NEWARK, N.J. — An 83-year-old Florida man has been sentenced to 24 months in federal prison for laundering proceeds from a multimillion-dollar health care fraud and kickback scheme that defrauded Medicare and other insurers through the sale of unnecessary medical equipment, according to a statement from Acting U.S. Attorney and Special Attorney Alina Habba.
Thomas Farese, of Fort Lauderdale, Florida, was sentenced in U.S. District Court in Newark on charges of money laundering. In addition to the prison term, Farese will serve six months of home confinement and three years of supervised release. He was also ordered to pay $1,314,000 in restitution to the victims and forfeit $495,000, which prosecutors identified as proceeds of the fraud.
Details of the Case
According to court documents and statements made during the proceedings, Farese was an investor in a durable medical equipment (DME) company linked to a wide-ranging fraudulent billing scheme. The company was operated by Aaron Williamsky, Nadia Levit, and others who submitted claims to Medicare and other insurers for orthotic braces—such as those for knees, backs, and elbows—that were not medically necessary and, in many cases, not wanted by the patients who received them.
Federal authorities arrested Williamsky, Levit, and their co-conspirators in April 2019. Farese became aware of the fraudulent conduct following these arrests and discussed it with his business partner, Patsy Truglia, who has also been convicted in connection with the scheme. Despite this knowledge, Farese accepted $495,000 into his bank account that originated from the fraudulent operations.

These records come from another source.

use std::fmt::Debug;
use std::sync::atomic::{AtomicU64, Ordering};
use std::time::{Duration, Instant};

use chrono::{DateTime, TimeZone, Utc};

/// Time source for meters, timers and report timestamps.
pub trait Clock: Debug + Send + Sync {
    /// Monotonic nanoseconds since an arbitrary origin.
    fn tick(&self) -> u64;

    /// Current wall-clock time.
    fn now(&self) -> DateTime<Utc> {
        Utc::now()
    }
}

/// Clock backed by [`Instant`] and the system wall clock.
#[derive(Debug, Clone, Copy)]
pub struct SystemClock {
    origin: Instant,
}

impl SystemClock {
    pub fn new() -> Self {
        Self {
            origin: Instant::now(),
        }
    }
}

impl Default for SystemClock {
    fn default() -> Self {
        Self::new()
    }
}

impl Clock for SystemClock {
    fn tick(&self) -> u64 {
        self.origin.elapsed().as_nanos() as u64
    }
}

/// Clock that only moves when told to. Wall-clock time starts at the
/// Unix epoch and advances with the tick.
#[derive(Debug, Default)]
pub struct ManualClock {
    nanos: AtomicU64,
}

impl ManualClock {
    pub fn new() -> Self {
        Self::default()
    }

    pub fn advance(&self, by: Duration) {
        self.nanos.fetch_add(by.as_nanos() as u64, Ordering::SeqCst);
    }
}

impl Clock for ManualClock {
    fn tick(&self) -> u64 {
        self.nanos.load(Ordering::SeqCst)
    }

    fn now(&self) -> DateTime<Utc> {
        Utc.timestamp_nanos(self.tick() as i64)
    }
}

Investigation and Prosecution
The case was investigated by the Federal Bureau of Investigation (FBI) Newark Field Office, the U.S. Department of Health and Human Services Office of Inspector General (HHS-OIG), and the Defense Criminal Investigative Service (DCIS).

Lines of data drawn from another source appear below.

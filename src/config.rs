use std::fmt;
use std::path::Path;
use std::sync::Arc;
use std::time::Duration;

use chrono::{FixedOffset, Offset, Utc};
use serde::Deserialize;

use crate::error::ConfigError;
use crate::filter::{AllMetrics, MetricFilter, PrefixFilter};
use crate::metrics::{Clock, SystemClock};
use crate::units::{TimeUnit, Units};

/// Shortest report period accepted from a config file.
pub const MIN_PERIOD: Duration = Duration::from_millis(1);

// ─── Runtime configuration ───────────────────────────────────────

/// Where the reporter writes to.
#[derive(Debug, Clone, PartialEq, Eq, Deserialize)]
pub struct StoreTarget {
    #[serde(default = "default_host")]
    pub host: String,
    #[serde(default = "default_port")]
    pub port: u16,
}

impl StoreTarget {
    pub fn new(host: impl Into<String>, port: u16) -> Self {
        Self {
            host: host.into(),
            port,
        }
    }

    pub fn url(&self) -> String {
        format!("redis://{}:{}/", self.host, self.port)
    }

    /// Builds a Redis client for this target without connecting.
    pub fn client(&self) -> Result<redis::Client, ConfigError> {
        self.validate()?;
        redis::Client::open(self.url()).map_err(|e| self.invalid(e.to_string()))
    }

    pub fn validate(&self) -> Result<(), ConfigError> {
        if self.host.trim().is_empty() {
            return Err(self.invalid("host is empty"));
        }
        if self.port == 0 {
            return Err(self.invalid("port must be between 1 and 65535"));
        }
        Ok(())
    }

    fn invalid(&self, reason: impl Into<String>) -> ConfigError {
        ConfigError::InvalidTarget {
            host: self.host.clone(),
            port: self.port,
            reason: reason.into(),
        }
    }
}

impl Default for StoreTarget {
    fn default() -> Self {
        Self::new(default_host(), default_port())
    }
}

/// Immutable reporter configuration, built once and passed by value.
///
/// Defaults: rates in events/second, durations in milliseconds, every
/// metric, `localhost:6379`, UTC, system clock.
#[derive(Clone)]
pub struct ReporterConfig {
    pub rate_unit: TimeUnit,
    pub duration_unit: TimeUnit,
    /// Informational only: values are always rendered locale-independently.
    pub locale: String,
    /// Offset used for cycle timestamps in logs.
    pub time_zone: FixedOffset,
    pub clock: Arc<dyn Clock>,
    pub filter: Arc<dyn MetricFilter>,
    pub store: StoreTarget,
    /// Run one last cycle when the scheduled reporter is stopped.
    pub report_on_stop: bool,
}

impl ReporterConfig {
    pub fn units(&self) -> Units {
        Units::new(self.rate_unit, self.duration_unit)
    }
}

impl Default for ReporterConfig {
    fn default() -> Self {
        Self {
            rate_unit: TimeUnit::Seconds,
            duration_unit: TimeUnit::Milliseconds,
            locale: default_locale(),
            time_zone: Utc.fix(),
            clock: Arc::new(SystemClock::new()),
            filter: Arc::new(AllMetrics),
            store: StoreTarget::default(),
            report_on_stop: true,
        }
    }
}

impl fmt::Debug for ReporterConfig {
    fn fmt(&self, f: &mut fmt::Formatter<'_>) -> fmt::Result {
        f.debug_struct("ReporterConfig")
            .field("rate_unit", &self.rate_unit)
            .field("duration_unit", &self.duration_unit)
            .field("locale", &self.locale)
            .field("time_zone", &self.time_zone)
            .field("clock", &self.clock)
            .field("store", &self.store)
            .field("report_on_stop", &self.report_on_stop)
            .finish_non_exhaustive()
    }
}

// ─── File configuration ──────────────────────────────────────────

/// TOML file layout.
///
/// ```toml
/// period = "10s"
/// rate_unit = "seconds"
/// duration_unit = "milliseconds"
/// time_zone = "+02:00"
///
/// [store]
/// host = "localhost"
/// port = 6379
///
/// [filter]
/// prefixes = ["app."]
/// ```
#[derive(Debug, Clone, Deserialize)]
#[serde(deny_unknown_fields)]
pub struct Settings {
    /// Time between report cycles.
    #[serde(with = "humantime_serde", default = "default_period")]
    pub period: Duration,
    #[serde(default = "default_rate_unit")]
    pub rate_unit: TimeUnit,
    #[serde(default = "default_duration_unit")]
    pub duration_unit: TimeUnit,
    #[serde(default = "default_locale")]
    pub locale: String,
    #[serde(default = "default_time_zone")]
    pub time_zone: String,
    #[serde(default = "default_report_on_stop")]
    pub report_on_stop: bool,
    #[serde(default)]
    pub store: StoreTarget,
    #[serde(default)]
    pub filter: FilterSettings,
    #[serde(default)]
    pub workload: WorkloadSettings,
}

#[derive(Debug, Clone, Default, Deserialize)]
#[serde(deny_unknown_fields)]
pub struct FilterSettings {
    /// Only metrics starting with one of these are reported; empty means all.
    #[serde(default)]
    pub prefixes: Vec<String>,
}

/// Synthetic load fed into the registry by the binary.
#[derive(Debug, Clone, Deserialize)]
#[serde(deny_unknown_fields)]
pub struct WorkloadSettings {
    #[serde(default)]
    pub enabled: bool,
    #[serde(default = "default_concurrency")]
    pub concurrency: u32,
}

impl Default for WorkloadSettings {
    fn default() -> Self {
        Self {
            enabled: false,
            concurrency: default_concurrency(),
        }
    }
}

impl Settings {
    pub fn load(path: impl AsRef<Path>) -> Result<Self, ConfigError> {
        let path = path.as_ref();
        let raw = std::fs::read_to_string(path).map_err(|source| ConfigError::Read {
            path: path.display().to_string(),
            source,
        })?;
        Self::parse(&raw)
    }

    pub fn parse(raw: &str) -> Result<Self, ConfigError> {
        Ok(toml::from_str(raw)?)
    }

    /// Validates the settings and turns them into a [`ReporterConfig`].
    pub fn reporter_config(&self) -> Result<ReporterConfig, ConfigError> {
        if self.period < MIN_PERIOD {
            return Err(ConfigError::InvalidPeriod(self.period));
        }
        self.store.validate()?;

        let time_zone = self
            .time_zone
            .parse::<FixedOffset>()
            .map_err(|_| ConfigError::InvalidTimeZone(self.time_zone.clone()))?;

        let filter: Arc<dyn MetricFilter> = if self.filter.prefixes.is_empty() {
            Arc::new(AllMetrics)
        } else {
            Arc::new(PrefixFilter::new(self.filter.prefixes.iter().cloned()))
        };

        Ok(ReporterConfig {
            rate_unit: self.rate_unit,
            duration_unit: self.duration_unit,
            locale: self.locale.clone(),
            time_zone,
            filter,
            store: self.store.clone(),
            report_on_stop: self.report_on_stop,
            ..ReporterConfig::default()
        })
    }
}

impl Default for Settings {
    fn default() -> Self {
        Self {
            period: default_period(),
            rate_unit: default_rate_unit(),
            duration_unit: default_duration_unit(),
            locale: default_locale(),
            time_zone: default_time_zone(),
            report_on_stop: default_report_on_stop(),
            store: StoreTarget::default(),
            filter: FilterSettings::default(),
            workload: WorkloadSettings::default(),
        }
    }
}

fn default_host() -> String {
    "localhost".into()
}
fn default_port() -> u16 {
    6379
}
fn default_period() -> Duration {
    Duration::from_secs(10)
}
fn default_rate_unit() -> TimeUnit {
    TimeUnit::Seconds
}
fn default_duration_unit() -> TimeUnit {
    TimeUnit::Milliseconds
}
fn default_locale() -> String {
    "en-US".into()
}
fn default_time_zone() -> String {
    "+00:00".into()
}
fn default_report_on_stop() -> bool {
    true
}
fn default_concurrency() -> u32 {
    4
}

#[cfg(test)]
mod tests {
    use super::*;
    use crate::metrics::MetricKind;

    #[test]
    fn empty_file_uses_defaults() {
        let settings = Settings::parse("").unwrap();
        assert_eq!(settings.period, Duration::from_secs(10));
        assert_eq!(settings.store, StoreTarget::new("localhost", 6379));
        assert!(!settings.workload.enabled);

        let config = settings.reporter_config().unwrap();
        assert_eq!(config.units(), Units::new(TimeUnit::Seconds, TimeUnit::Milliseconds));
        assert_eq!(config.time_zone.local_minus_utc(), 0);
        assert!(config.filter.matches("anything", MetricKind::Counter));
    }

    #[test]
    fn full_file() {
        let settings = Settings::parse(
            r#"
            period = "1m 30s"
            rate_unit = "minutes"
            duration_unit = "microseconds"
            locale = "de-DE"
            time_zone = "+02:00"
            report_on_stop = false

            [store]
            host = "metrics.internal"
            port = 6380

            [filter]
            prefixes = ["app."]

            [workload]
            enabled = true
            concurrency = 8
            "#,
        )
        .unwrap();

        assert_eq!(settings.period, Duration::from_secs(90));
        assert_eq!(settings.workload.concurrency, 8);

        let config = settings.reporter_config().unwrap();
        assert_eq!(config.rate_unit, TimeUnit::Minutes);
        assert_eq!(config.duration_unit, TimeUnit::Microseconds);
        assert_eq!(config.locale, "de-DE");
        assert_eq!(config.time_zone.local_minus_utc(), 7200);
        assert_eq!(config.store.url(), "redis://metrics.internal:6380/");
        assert!(!config.report_on_stop);
        assert!(config.filter.matches("app.hits", MetricKind::Meter));
        assert!(!config.filter.matches("db.hits", MetricKind::Meter));
    }

    #[test]
    fn rejects_bad_target() {
        let settings = Settings::parse("[store]\nhost = \"\"\n").unwrap();
        assert!(matches!(
            settings.reporter_config(),
            Err(ConfigError::InvalidTarget { .. })
        ));

        assert!(StoreTarget::new("localhost", 0).client().is_err());
        assert!(StoreTarget::new("localhost", 6379).client().is_ok());
    }

    #[test]
    fn rejects_zero_and_sub_millisecond_periods() {
        for raw in ["period = \"0s\"", "period = \"500us\""] {
            let settings = Settings::parse(raw).unwrap();
            assert!(matches!(
                settings.reporter_config(),
                Err(ConfigError::InvalidPeriod(_))
            ));
        }

        let settings = Settings::parse("period = \"1ms\"").unwrap();
        assert!(settings.reporter_config().is_ok());
    }

    #[test]
    fn rejects_bad_time_zone() {
        let settings = Settings::parse("time_zone = \"Mars/Olympus\"").unwrap();
        assert!(matches!(
            settings.reporter_config(),
            Err(ConfigError::InvalidTimeZone(_))
        ));
    }

    #[test]
    fn rejects_unknown_keys_and_units() {
        assert!(matches!(Settings::parse("colour = 1"), Err(ConfigError::Parse(_))));
        assert!(matches!(
            Settings::parse("rate_unit = \"fortnights\""),
            Err(ConfigError::Parse(_))
        ));
    }
}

The sentencing was handed down by U.S. District Judge Michael E. Farbiarz in Newark federal court. The government was represented by Assistant U.S. Attorney Jessica R. Ecker of the Health Care Fraud & Opioids Abuse Prevention Unit in Newark, and Darren C. Halverson, Acting Assistant Chief of the Criminal Division’s Fraud Section.
This prosecution is part of ongoing federal efforts to hold individuals accountable for health care fraud schemes that exploit public health programs and contribute to rising costs for patients and insurers.